Although only five embodiments of the present invention have been described herein, it should be apparent to those skilled in the art that the present invention may be embodied in many other specific forms without departing from the scope of the invention as expressed in the claims. Particularly, it should be understood that the invention may be embodied in the following forms.
In the embodiment of Figs. 1 to 4, each pins 26 may be fixed to the flange 154 and bearings may be fitted to the ends of the pin 26. The bearings roll along the walls of the guide holes 113, 123. This construction prevents the pin 26 from inclining relative to the inner surfaces of the guide holes 113, 123. Therefore, uneven wear of the guide pins 26 and the guide holes 113, 123 is prevented.
In the embodiment of Fig. 5, bearings may be located between the outer surface of each pin 26 and the inner surfaces of the support holes 11a, 12a.
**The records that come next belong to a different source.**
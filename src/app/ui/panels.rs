use std::sync::Arc;

use eframe::egui::{self, Context};
use tracing::debug;

use crate::insights::{AnalysisContext, AnalysisResult};
use crate::layout::ForceConfig;

use super::super::{ChartView, ViewModel};

impl ViewModel {
    pub(in crate::app) const INITIAL_FEATURE_ROWS: usize = 24;
    pub(in crate::app) const FEATURE_PAGE_ROWS: usize = 24;
    pub(in crate::app) const FEATURE_PREFETCH_MARGIN: usize = 4;

    pub(in crate::app) fn new(
        context: AnalysisContext,
        result: Arc<AnalysisResult>,
        force_config: ForceConfig,
    ) -> Self {
        Self {
            context,
            result,
            view: ChartView::Bubbles,
            search: String::new(),
            selected: None,
            show_all_labels: false,
            force_config,
            simulation: None,
            dragging: None,
            hierarchy: None,
            scatter: None,
            search_match_cache: None,
            feature_rows_visible: Self::INITIAL_FEATURE_ROWS,
        }
    }

    /// Keeps the user's view settings across a refresh of the same analysis.
    /// The selection survives only if its cluster id is still present.
    pub(in crate::app) fn carry_over(&mut self, previous: &ViewModel) {
        self.view = previous.view;
        self.search = previous.search.clone();
        self.show_all_labels = previous.show_all_labels;
        self.force_config = previous.force_config;

        let selected_id = previous
            .selected
            .and_then(|index| previous.result.clusters.get(index))
            .map(|cluster| cluster.id.as_str());
        self.selected = selected_id.and_then(|id| {
            self.result
                .clusters
                .iter()
                .position(|cluster| cluster.id == id)
        });
    }

    pub(in crate::app) fn show(&mut self, ctx: &Context) {
        egui::SidePanel::left("controls")
            .resizable(true)
            .default_width(350.0)
            .show(ctx, |ui| self.draw_controls(ui));

        egui::SidePanel::right("details")
            .resizable(true)
            .default_width(360.0)
            .show(ctx, |ui| self.draw_details(ui));

        egui::CentralPanel::default().show(ctx, |ui| match self.view {
            ChartView::Bubbles => self.draw_bubbles(ui),
            ChartView::Dendrogram => self.draw_dendrogram(ui),
            ChartView::Scatter => self.draw_scatter(ui),
        });
    }

    /// Leaving the bubble view tears the simulation down; coming back starts
    /// a fresh one.
    pub(in crate::app) fn set_view(&mut self, view: ChartView) {
        if self.view == view {
            return;
        }
        if self.view == ChartView::Bubbles {
            self.stop_simulation();
        }
        self.view = view;
    }

    pub(in crate::app) fn set_selected(&mut self, selected: Option<usize>) {
        if self.selected == selected {
            return;
        }
        self.selected = selected;
        self.feature_rows_visible = Self::INITIAL_FEATURE_ROWS;
    }

    pub(in crate::app) fn stop_simulation(&mut self) {
        if let Some(mut simulation) = self.simulation.take() {
            simulation.stop();
            debug!(ticks = simulation.ticks(), "bubble simulation torn down");
        }
        self.dragging = None;
    }
}

#[cfg(test)]
mod tests {
    use super::*;
    use crate::insights::{Cluster, ClusterMetadata};
    use crate::layout::{ForceSimulation, Viewport};

    fn result(ids: &[&str]) -> Arc<AnalysisResult> {
        Arc::new(AnalysisResult {
            clusters: ids
                .iter()
                .map(|id| Cluster {
                    id: (*id).to_owned(),
                    theme: format!("Theme {id}"),
                    size: 3,
                    centroid: None,
                    metadata: ClusterMetadata::default(),
                    features: Vec::new(),
                    summary: None,
                })
                .collect(),
            insights: None,
            total_features: 3 * ids.len() as u64,
        })
    }

    fn model(ids: &[&str]) -> ViewModel {
        ViewModel::new(
            AnalysisContext::new("ctx"),
            result(ids),
            ForceConfig::default(),
        )
    }

    #[test]
    fn leaving_bubbles_drops_the_simulation() {
        let mut model = model(&["a", "b"]);
        model.simulation = Some(ForceSimulation::new(
            &model.result.clusters,
            Viewport::default(),
            model.force_config,
        ));
        model.dragging = Some(0);

        model.set_view(ChartView::Dendrogram);
        assert!(model.simulation.is_none());
        assert_eq!(model.dragging, None);
        assert_eq!(model.view, ChartView::Dendrogram);
    }

    #[test]
    fn refresh_keeps_selection_by_cluster_id() {
        let mut previous = model(&["a", "b", "c"]);
        previous.set_selected(Some(2));
        previous.view = ChartView::Scatter;
        previous.search = "exp".to_owned();

        let mut next = model(&["c", "a"]);
        next.carry_over(&previous);
        assert_eq!(next.selected, Some(0));
        assert_eq!(next.view, ChartView::Scatter);
        assert_eq!(next.search, "exp");

        let mut gone = model(&["x"]);
        gone.carry_over(&previous);
        assert_eq!(gone.selected, None);
    }

    #[test]
    fn new_selection_resets_feature_paging() {
        let mut model = model(&["a", "b"]);
        model.feature_rows_visible = 96;
        model.set_selected(Some(1));
        assert_eq!(model.feature_rows_visible, ViewModel::INITIAL_FEATURE_ROWS);
    }
}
Alternatively, a bearing may be located between each guide pin 26 and the corresponding guide hole 15a.
The shape of the flange 154 may be altered. For example, as shown in Fig. 9, the flange 154 may be replaced by panels 154a extending radially from the base plate 151 of the movable scroll 15.
The flange 154 may be made of material different from that of the base plate 151. In this case, the flange 154 may be integrated with the base plate 151 by insert molding.
The distance X may be changed between 0.01mm and 0.2mm.
The number of the anti-rotation mechanisms 25 may be arbitrarily determined.
Therefore, the present examples and embodiments are to be considered as illustrative and not restrictive and the invention is not to be limited to the details given herein, but may be modified within the scope of the appended claims.